The forest is dense and vibrant, filled with movement and sounds and exhaling cool air that rushes over you if you decide to take the path that cuts through just its very edge (if you’re REALLY adventurous, you could find one of the holes in the wire fence that separates the forest proper from the beach and dive in, but I wasn’t up for contracting malaria or getting mauled by a jaguarundi
But seeing that forest also got me to thinking about the forest that USED to be there, that used to run all the way back up to my hotel and well beyond, and it got me depressed because it was me and the millions like me who want to visit these places that give the developers incentive to level the trees – and destroy the habitat – in the first place.

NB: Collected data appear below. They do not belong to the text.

//! Pretty output formatting.

use roster_core::roster::{Group, Mark, Student, StudentWithSubjects, Subject, SubjectWithStudents};

/// Format a student for display.
pub fn format_student(student: &Student) -> String {
    let mut output = format!(
        "{} (age {})\n  ID: {}",
        student.name, student.age, student.id
    );
    if let Some(group_id) = student.group_id {
        output.push_str(&format!("\n  Group: {}", group_id));
    }
    output
}

/// Format students for display.
pub fn format_students(students: &[Student]) -> String {
    format_list("STUDENTS", "No students found.", students, format_student)
}

/// Format a group for display.
pub fn format_group(group: &Group) -> String {
    format!("{}\n  ID: {}", group.name, group.id)
}

/// Format groups for display.
pub fn format_groups(groups: &[Group]) -> String {
    format_list("GROUPS", "No groups found.", groups, format_group)
}

/// Format a subject for display.
pub fn format_subject(subject: &Subject) -> String {
    format!("{}\n  ID: {}", subject.name, subject.id)
}

/// Format subjects for display.
pub fn format_subjects(subjects: &[Subject]) -> String {
    format_list("SUBJECTS", "No subjects found.", subjects, format_subject)
}

/// Format a mark for display.
pub fn format_mark(mark: &Mark) -> String {
    format!(
        "{}\n  ID: {}\n  Student: {}\n  Subject: {}",
        mark.value, mark.id, mark.student_id, mark.subject_id
    )
}

/// Format marks for display.
pub fn format_marks(marks: &[Mark]) -> String {
    format_list("MARKS", "No marks found.", marks, format_mark)
}

/// Format an average, which is absent when nothing has been marked yet.
pub fn format_average(average: Option<f64>) -> String {
    match average {
        Some(value) => format!("Average: {:.2}", value),
        None => "No marks recorded.".to_string(),
    }
}

pub fn format_student_with_subjects(view: &StudentWithSubjects) -> String {
    let mut output = format_student(&view.student);
    output.push_str(&format!("\n  Subjects ({}):", view.subjects.len()));
    for subject in &view.subjects {
        output.push_str(&format!("\n    - {} ({})", subject.name, subject.id));
    }
    output
}

pub fn format_subject_with_students(view: &SubjectWithStudents) -> String {
    let mut output = format_subject(&view.subject);
    output.push_str(&format!("\n  Students ({}):", view.students.len()));
    for student in &view.students {
        output.push_str(&format!("\n    - {} ({})", student.name, student.id));
    }
    output
}

fn format_list<T>(title: &str, empty: &str, items: &[T], format: fn(&T) -> String) -> String {
    if items.is_empty() {
        return empty.to_string();
    }
    let mut output = format!("{} ({})\n", title, items.len());
    output.push_str(&"-".repeat(40));
    for item in items {
        output.push_str(&format!("\n{}", format(item)));
        output.push('\n');
    }
    output
}

#[cfg(test)]
mod tests {
    use super::*;

    fn ada() -> Student {
        Student {
            id: 1,
            name: "Ada".to_string(),
            age: 20,
            group_id: Some(4),
        }
    }

    #[test]
    fn test_format_student_includes_group() {
        assert_eq!(format_student(&ada()), "Ada (age 20)\n  ID: 1\n  Group: 4");
    }

    #[test]
    fn test_empty_lists() {
        assert_eq!(format_students(&[]), "No students found.");
        assert_eq!(format_marks(&[]), "No marks found.");
    }

    #[test]
    fn test_list_header_counts_items() {
        let output = format_groups(&[
            Group {
                id: 1,
                name: "A-1".to_string(),
            },
            Group {
                id: 2,
                name: "B-2".to_string(),
            },
        ]);

        assert!(output.starts_with("GROUPS (2)\n"));
        assert!(output.contains("B-2\n  ID: 2"));
    }

    #[test]
    fn test_format_average() {
        assert_eq!(format_average(Some(7.5)), "Average: 7.50");
        assert_eq!(format_average(None), "No marks recorded.");
    }

    #[test]
    fn test_format_student_with_subjects() {
        let view = StudentWithSubjects {
            student: ada(),
            subjects: vec![Subject {
                id: 3,
                name: "Math".to_string(),
            }],
        };

        assert!(format_student_with_subjects(&view).ends_with("Subjects (1):\n    - Math (3)"));
    }
}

It was thus a simple, carefree jaunt to nowhere landed me in the middle of a troubling paradox: How do we enjoy our natural resources without contributing to their destruction?

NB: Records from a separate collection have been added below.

//! Group service.

use std::sync::Arc;

use roster_core::cache::{
    group_key, group_list_key, group_list_pattern, group_name_key, STUDENTS, STUDENT_SUBJECTS,
};
use roster_core::roster::{find_missing_ids, Group, NameQuery, NewGroup, ServiceError, Validate};
use roster_core::storage::{GroupRepository, StudentRepository};

use super::{timed, CacheLayer, Result};

pub struct GroupService {
    groups: Arc<dyn GroupRepository>,
    students: Arc<dyn StudentRepository>,
    cache: CacheLayer,
}

impl GroupService {
    pub fn new(
        groups: Arc<dyn GroupRepository>,
        students: Arc<dyn StudentRepository>,
        cache: CacheLayer,
    ) -> Self {
        Self {
            groups,
            students,
            cache,
        }
    }

    /// Lists groups. A name filter wins over ordering.
    pub async fn list(&self, query: &NameQuery) -> Result<Vec<Group>> {
        timed("read_groups", async {
            tracing::info!(name = ?query.name, sort = ?query.sort, "Fetching groups");

            let key = group_list_key(query);
            if let Some(groups) = self.cache.get::<Vec<Group>>(&key).await {
                return Ok(groups);
            }

            let groups = self.groups.list_groups(query).await?;
            if !groups.is_empty() {
                self.cache.put(&key, &groups).await;
            }
            Ok(groups)
        })
        .await
    }

    pub async fn get(&self, id: i64) -> Result<Group> {
        timed("find_group", async {
            let key = group_key(id);
            if let Some(group) = self.cache.get::<Group>(&key).await {
                return Ok(group);
            }

            let group = self
                .groups
                .get_group(id)
                .await?
                .ok_or_else(|| ServiceError::not_found_id("Group", id))?;
            self.cache.put(&key, &group).await;
            Ok(group)
        })
        .await
    }

    pub async fn get_by_name(&self, name: &str) -> Result<Group> {
        timed("find_group_by_name", async {
            let key = group_name_key(name);
            if let Some(group) = self.cache.get::<Group>(&key).await {
                return Ok(group);
            }

            let group = self
                .groups
                .get_group_by_name(name)
                .await?
                .ok_or_else(|| ServiceError::not_found_name("Group", name))?;
            self.cache.put(&key, &group).await;
            Ok(group)
        })
        .await
    }

    /// Creates a group and moves the listed students into it.
    ///
    /// Every student id must exist. Otherwise nothing is written and the
    /// error names each missing id.
    pub async fn create(&self, input: &NewGroup) -> Result<Group> {
        timed("add_group", async {
            tracing::info!(name = %input.name, "Adding new group");
            input.validate()?;

            if !input.student_ids.is_empty() {
                let found: Vec<i64> = self
                    .students
                    .get_students_by_ids(&input.student_ids)
                    .await?
                    .iter()
                    .map(|s| s.id)
                    .collect();
                let missing = find_missing_ids(&input.student_ids, &found);
                if !missing.is_empty() {
                    return Err(ServiceError::not_found_ids("Student", &missing));
                }
            }

            // 1. Persist group and memberships
            let group = self
                .groups
                .create_group(&input.name, &input.student_ids)
                .await?;

            // 2. Canonical keys
            self.cache.put(&group_key(group.id), &group).await;
            self.cache.put(&group_name_key(&group.name), &group).await;

            // 3. Listings, plus the students whose group changed
            self.cache.evict_pattern(&group_list_pattern()).await;
            if !input.student_ids.is_empty() {
                self.cache.evict_region(STUDENTS).await;
                self.cache.evict_region(STUDENT_SUBJECTS).await;
            }

            Ok(group)
        })
        .await
    }

    pub async fn delete(&self, id: i64) -> Result<()> {
        timed("delete_group", async {
            tracing::info!(group_id = id, "Deleting group");
            let group = self
                .groups
                .get_group(id)
                .await?
                .ok_or_else(|| ServiceError::not_found_id("Group", id))?;

            self.remove(group).await
        })
        .await
    }

    pub async fn delete_by_name(&self, name: &str) -> Result<()> {
        timed("delete_group_by_name", async {
            tracing::info!(name, "Deleting group by name");
            let group = self
                .groups
                .get_group_by_name(name)
                .await?
                .ok_or_else(|| ServiceError::not_found_name("Group", name))?;

            self.remove(group).await
        })
        .await
    }

    async fn remove(&self, group: Group) -> Result<()> {
        self.groups.delete_group(group.id).await?;

        tracing::info!(group_id = group.id, name = %group.name, "Evicting caches for group");
        self.cache.evict(&group_key(group.id)).await;
        self.cache.evict(&group_name_key(&group.name)).await;
        self.cache.evict_pattern(&group_list_pattern()).await;
        // Former members lost their group reference.
        self.cache.evict_region(STUDENTS).await;
        self.cache.evict_region(STUDENT_SUBJECTS).await;

        Ok(())
    }
}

Many developers have come along to try to answer that very question, planting green resorts in ecologically sensitive areas all around the world that allow access even while limiting footprint. Places like Kenya’s Campi ya Kanzi
, which works with the local Maasai community to responsibly open the wonders of the Mt. Kilimanjaro foothills to visitors; Ecuador’s zero-waste Black Sheep Inn
, which teaches tourists about the local diversity from its perch high in the Andes; and Utah’s Park City Mountain Resort
, which offsets all its energy consumption through carbon credits.
Eco-friendly tours also abound, such as the one a Captivate coworker of mine recently took during a visit to Mexico. Urban Escapes NYC
balanced the thrills of tourism, he tells me, with environmental and cultural preservation in a trip that included a jungle zip-line, a rappel and swim in a cenote (a cave lagoon), a traditional lunch prepared by women of the Maya community, a visit to Mayan archaeological ruins and an expedition through a secret river that runs through a vast cave system (photo above).
Even a cursory web search will turn up hundreds of green resorts and tours like these.
But one resort in particular caught my eye, not only for its policy of strict environmental responsibility, but because it plans to give its profits to environmental and social programs.
You read that right: a nonprofit resort. It’s called the Cacao Pearl
, a planned “luxury eco-community” on a 124-acre island in the Philippines. Right next door to the Palawan Biosphere Reserve, Cacao Pearl promises pampering without the guilty conscience.
You get to enjoy the comfort of homes designed by a Hollywood art director (does that mean you can’t lean on the walls?), an infinity pool, wreck & reef diving, a spa, organic gardens & bar, restaurant, and private media rooms, all the while easing your living-the-high-life pangs of guilt with the knowledge that your barely noticeable footprint (because of the resort’s sustainable construction methods and 100% use of renewable energy) will be erased entirely since your money goes back to the local community.
I sent some questions – like how exactly will renewables be incorporated, or what programs will benefit from Cacao profits – along to the CEO of the development, Joël Céré. I’ll post an update if/when I hear back.
But if Cacao Pearl can deliver on its claims, it’s the answer to the paradox that struck me those years ago in Mexico: a place where you take part, without taking from.